What Bitter Tears of Petra Von Kant (1972) is to Fassbinder, 2 or 3 Things I Know About Her is to Godard – minimal, meticulously controlled, thematically central and hard to watch. Harder than that is to follow everything that Godard throws at us, especially when he does it in his characteristically indulgent way. He proves, as he does regularly, that the language of cinema is left largely unexplored and it is, or rather can be made free of the subjectivity and pseudo-objectivity that plagues the oral languages and limits the world one gets and gives access to.

Two or Three Things I Know About Her  (1967)

Two or Three Things I Know About Her (1967)

Another multi-layered approach by Godard compares the central character with the actress who plays her and the city of Paris herself.  It looks as if Godard is bemoaning the changes that are taking place in the society as it assumes a monstrous attitude through incessant consumption and the rat race it nurtures. Scenes of massive reconstruction that dominate the big picture are interspersed with the quotidian struggles that delineate the microcosm as the protagonist takes up casual prostitution to supplement the meager income of the household. Again Godard hints at the prostitution of the city’s ideologies with effective use of red and blue colours, as with the other films of the trilogy.

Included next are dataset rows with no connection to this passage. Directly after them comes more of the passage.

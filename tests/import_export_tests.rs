use chrono::NaiveTime;
use schedule_manager::{
    Activity, Day, Period, Person, Schedule, ScheduleSnapshot, export_agenda_to_csv,
    load_schedule_from_json, load_schedule_from_scdl, save_schedule_to_json,
    save_schedule_to_scdl,
};
use std::fs;
use tempfile::NamedTempFile;

fn t(h: u32, m: u32) -> NaiveTime {
    NaiveTime::from_hms_opt(h, m, 0).unwrap()
}

fn sample_schedule() -> Schedule {
    let mut s = Schedule::new();
    let mon = s.add_day(Day::new("Mon", t(8, 0)));
    let p0 = s.add_period(Period::new("P0", 30));
    let p1 = s.add_period(Period::new("P1", 60));
    let math = s.add_activity(Activity::new("Math", "class"));
    let alice = s.add_person(Person::new("alice", "Alice", "Liddell", "student"));
    s.attach_period(mon, p0);
    s.attach_period(mon, p1);
    s.attach_activity(p1, math);
    s.attach_member(math, alice);
    s
}

#[test]
fn scdl_file_round_trip() {
    let original = sample_schedule();
    let file = NamedTempFile::new().unwrap();

    save_schedule_to_scdl(file.path(), &original).unwrap();
    let loaded = load_schedule_from_scdl(file.path()).unwrap();

    assert_eq!(
        ScheduleSnapshot::from_schedule(&loaded),
        ScheduleSnapshot::from_schedule(&original)
    );
}

#[test]
fn json_file_round_trip() {
    let original = sample_schedule();
    let file = NamedTempFile::new().unwrap();

    save_schedule_to_json(file.path(), &original).unwrap();
    let loaded = load_schedule_from_json(file.path()).unwrap();

    assert_eq!(
        ScheduleSnapshot::from_schedule(&loaded),
        ScheduleSnapshot::from_schedule(&original)
    );
}

#[test]
fn json_snapshot_is_human_readable() {
    let file = NamedTempFile::new().unwrap();
    save_schedule_to_json(file.path(), &sample_schedule()).unwrap();

    let text = fs::read_to_string(file.path()).unwrap();
    assert!(text.contains("\"identifier\": \"Mon\""));
    assert!(text.contains("\"duration_minutes\": 60"));
    assert!(text.contains("\"first_name\": \"Alice\""));
}

#[test]
fn corrupt_json_reports_a_serialization_error() {
    let file = NamedTempFile::new().unwrap();
    fs::write(file.path(), "{ not json").unwrap();
    assert!(load_schedule_from_json(file.path()).is_err());
}

#[test]
fn missing_file_reports_an_io_error() {
    let result = load_schedule_from_scdl("/nonexistent/schedule.scdl");
    assert!(matches!(
        result,
        Err(schedule_manager::PersistenceError::Io(_))
    ));
}

#[test]
fn csv_export_has_one_row_per_slot() {
    let schedule = sample_schedule();
    let alice = schedule.persons().as_slice()[0].id();
    let file = NamedTempFile::new().unwrap();

    export_agenda_to_csv(file.path(), &schedule, alice).unwrap();

    let text = fs::read_to_string(file.path()).unwrap();
    let lines: Vec<&str> = text.lines().collect();
    assert_eq!(lines.len(), 3);
    assert_eq!(lines[0], "day,period,starts_at,ends_at,activity");
    assert_eq!(lines[1], "Mon,P0,08:00,08:30,");
    assert_eq!(lines[2], "Mon,P1,08:30,09:30,Math");
}
pub mod file;
pub mod scdl;

pub use file::{export_agenda_to_csv, load_schedule_from_json, save_schedule_to_json};
pub use scdl::{load_schedule_from_scdl, read_schedule, save_schedule_to_scdl, write_schedule};

use crate::entity::{Activity, ActivityId, Day, Period, PeriodId, Person, PersonId};
use crate::schedule::Schedule;
use chrono::{NaiveTime, Timelike};
use serde::{Deserialize, Serialize};
use serde_json::Error as SerdeJsonError;
use std::collections::HashMap;
use std::fmt;
use std::io;

/// Corrupt-input failures while decoding a persisted schedule.
///
/// A failed decode never exposes a partial graph; the caller's previously
/// loaded schedule (if any) is untouched.
#[derive(Debug)]
pub enum DecodeError {
    /// The declared element count for a section exceeds the lines present.
    MissingLine { section: &'static str },
    /// An entity line has the wrong number of fields.
    FieldArity {
        section: &'static str,
        expected: usize,
        found: usize,
    },
    /// A count, time component, duration, or index failed to parse.
    InvalidNumber {
        section: &'static str,
        value: String,
    },
    /// A cross-reference index points past the end of its target section.
    IndexOutOfRange {
        section: &'static str,
        index: usize,
        len: usize,
    },
}

impl fmt::Display for DecodeError {
    fn fmt(&self, f: &mut fmt::Formatter<'_>) -> fmt::Result {
        match self {
            DecodeError::MissingLine { section } => {
                write!(f, "{section} section ends before its declared count")
            }
            DecodeError::FieldArity {
                section,
                expected,
                found,
            } => write!(
                f,
                "{section} line has {found} fields, expected {expected}"
            ),
            DecodeError::InvalidNumber { section, value } => {
                write!(f, "invalid number '{value}' in {section} section")
            }
            DecodeError::IndexOutOfRange {
                section,
                index,
                len,
            } => write!(
                f,
                "index {index} out of range for {section} section of length {len}"
            ),
        }
    }
}

impl std::error::Error for DecodeError {}

#[derive(Debug)]
pub enum PersistenceError {
    Io(io::Error),
    Decode(DecodeError),
    Serialization(SerdeJsonError),
    Csv(csv::Error),
}

impl fmt::Display for PersistenceError {
    fn fmt(&self, f: &mut fmt::Formatter<'_>) -> fmt::Result {
        match self {
            PersistenceError::Io(err) => write!(f, "io error: {err}"),
            PersistenceError::Decode(err) => write!(f, "corrupt schedule file: {err}"),
            PersistenceError::Serialization(err) => write!(f, "serialization error: {err}"),
            PersistenceError::Csv(err) => write!(f, "csv error: {err}"),
        }
    }
}

impl std::error::Error for PersistenceError {}

impl From<io::Error> for PersistenceError {
    fn from(value: io::Error) -> Self {
        Self::Io(value)
    }
}

impl From<DecodeError> for PersistenceError {
    fn from(value: DecodeError) -> Self {
        Self::Decode(value)
    }
}

impl From<SerdeJsonError> for PersistenceError {
    fn from(value: SerdeJsonError) -> Self {
        Self::Serialization(value)
    }
}

impl From<csv::Error> for PersistenceError {
    fn from(value: csv::Error) -> Self {
        Self::Csv(value)
    }
}

pub type PersistenceResult<T> = Result<T, PersistenceError>;

/// A schedule flattened for persistence: scalar fields per entity, with
/// relationships rendered as zero-based indices into the target section.
///
/// Both on-disk formats go through this type: the native line format renders
/// it record by record, the JSON format serializes it wholesale. Decoding in
/// either format builds the snapshot first and resolves indices into live
/// relationships only once all four sections are populated — later sections
/// (Persons) are referenced by earlier ones (Activities), so resolving any
/// sooner would chase references to entities that do not exist yet.
#[derive(Debug, Clone, PartialEq, Serialize, Deserialize)]
pub struct ScheduleSnapshot {
    pub days: Vec<DayRecord>,
    pub periods: Vec<PeriodRecord>,
    pub activities: Vec<ActivityRecord>,
    pub persons: Vec<PersonRecord>,
}

#[derive(Debug, Clone, PartialEq, Serialize, Deserialize)]
pub struct DayRecord {
    pub identifier: String,
    pub start_hour: u32,
    pub start_minute: u32,
    /// Indices into the period section, in the day's order, duplicates
    /// preserved.
    pub periods: Vec<usize>,
}

#[derive(Debug, Clone, PartialEq, Serialize, Deserialize)]
pub struct PeriodRecord {
    pub identifier: String,
    pub duration_minutes: i64,
    pub activities: Vec<usize>,
}

#[derive(Debug, Clone, PartialEq, Serialize, Deserialize)]
pub struct ActivityRecord {
    pub identifier: String,
    pub kind: String,
    pub members: Vec<usize>,
}

#[derive(Debug, Clone, PartialEq, Serialize, Deserialize)]
pub struct PersonRecord {
    pub identifier: String,
    pub first_name: String,
    pub last_name: String,
    pub role: String,
}

impl ScheduleSnapshot {
    pub fn from_schedule(schedule: &Schedule) -> Self {
        let period_index: HashMap<PeriodId, usize> = schedule
            .periods()
            .iter()
            .enumerate()
            .map(|(index, period)| (period.id(), index))
            .collect();
        let activity_index: HashMap<ActivityId, usize> = schedule
            .activities()
            .iter()
            .enumerate()
            .map(|(index, activity)| (activity.id(), index))
            .collect();
        let person_index: HashMap<PersonId, usize> = schedule
            .persons()
            .iter()
            .enumerate()
            .map(|(index, person)| (person.id(), index))
            .collect();

        // The graph invariant keeps every relationship reference resolvable,
        // so the index lookups below always succeed.
        let days = schedule
            .days()
            .iter()
            .map(|day| DayRecord {
                identifier: day.identifier.clone(),
                start_hour: day.start_time.hour(),
                start_minute: day.start_time.minute(),
                periods: day
                    .periods()
                    .iter()
                    .filter_map(|id| period_index.get(id).copied())
                    .collect(),
            })
            .collect();
        let periods = schedule
            .periods()
            .iter()
            .map(|period| PeriodRecord {
                identifier: period.identifier.clone(),
                duration_minutes: period.duration_minutes(),
                activities: period
                    .activities()
                    .iter()
                    .filter_map(|id| activity_index.get(id).copied())
                    .collect(),
            })
            .collect();
        let activities = schedule
            .activities()
            .iter()
            .map(|activity| ActivityRecord {
                identifier: activity.identifier.clone(),
                kind: activity.kind.clone(),
                members: activity
                    .members()
                    .iter()
                    .filter_map(|id| person_index.get(id).copied())
                    .collect(),
            })
            .collect();
        let persons = schedule
            .persons()
            .iter()
            .map(|person| PersonRecord {
                identifier: person.identifier.clone(),
                first_name: person.first_name.clone(),
                last_name: person.last_name.clone(),
                role: person.role.clone(),
            })
            .collect();

        Self {
            days,
            periods,
            activities,
            persons,
        }
    }

    /// Phase-two resolution: materialize every entity, then convert each
    /// deferred index list into live relationships by positional lookup.
    pub fn into_schedule(self) -> Result<Schedule, DecodeError> {
        let persons: Vec<Person> = self
            .persons
            .into_iter()
            .map(|record| {
                Person::new(
                    record.identifier,
                    record.first_name,
                    record.last_name,
                    record.role,
                )
            })
            .collect();
        let person_ids: Vec<PersonId> = persons.iter().map(Person::id).collect();

        let mut activities = Vec::with_capacity(self.activities.len());
        for record in self.activities {
            let mut activity = Activity::new(record.identifier, record.kind);
            for index in record.members {
                let id = *person_ids.get(index).ok_or(DecodeError::IndexOutOfRange {
                    section: "persons",
                    index,
                    len: person_ids.len(),
                })?;
                activity.members.insert(id);
            }
            activities.push(activity);
        }
        let activity_ids: Vec<ActivityId> = activities.iter().map(Activity::id).collect();

        let mut periods = Vec::with_capacity(self.periods.len());
        for record in self.periods {
            let mut period = Period::new(record.identifier, record.duration_minutes);
            for index in record.activities {
                let id = *activity_ids
                    .get(index)
                    .ok_or(DecodeError::IndexOutOfRange {
                        section: "activities",
                        index,
                        len: activity_ids.len(),
                    })?;
                period.activities.insert(id);
            }
            periods.push(period);
        }
        let period_ids: Vec<PeriodId> = periods.iter().map(Period::id).collect();

        let mut days = Vec::with_capacity(self.days.len());
        for record in self.days {
            let start_time = NaiveTime::from_hms_opt(record.start_hour, record.start_minute, 0)
                .ok_or_else(|| DecodeError::InvalidNumber {
                    section: "days",
                    value: format!("{}:{}", record.start_hour, record.start_minute),
                })?;
            let mut day = Day::new(record.identifier, start_time);
            for index in record.periods {
                let id = *period_ids.get(index).ok_or(DecodeError::IndexOutOfRange {
                    section: "periods",
                    index,
                    len: period_ids.len(),
                })?;
                day.periods.push(id);
            }
            days.push(day);
        }

        let mut schedule = Schedule::new();
        for day in days {
            schedule.add_day(day);
        }
        for period in periods {
            schedule.add_period(period);
        }
        for activity in activities {
            schedule.add_activity(activity);
        }
        for person in persons {
            schedule.add_person(person);
        }
        Ok(schedule)
    }
}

If I have to sum up the film in a single word it would definitely be “uncompromising” and so will be the word that I would use to describe Godard himself. Till 2 Or Three Things… Godard used a simple story line as a platform on which he would knit his ideas. But here, he sheds even that simple requirement and goes beyond his working limits, which is phenomenally radical by itself. Because of this, the audience is completely left helpless as the characters directly address them and force them to think. This way, Godard stretches the Brechtian theory and makes it the prime mover for the film instead of using it as a tool like he did so far. This is implied in the very title of the film as Godard warns us of the fragmented nature of the film and prepares us to fill in the rest by ourselves.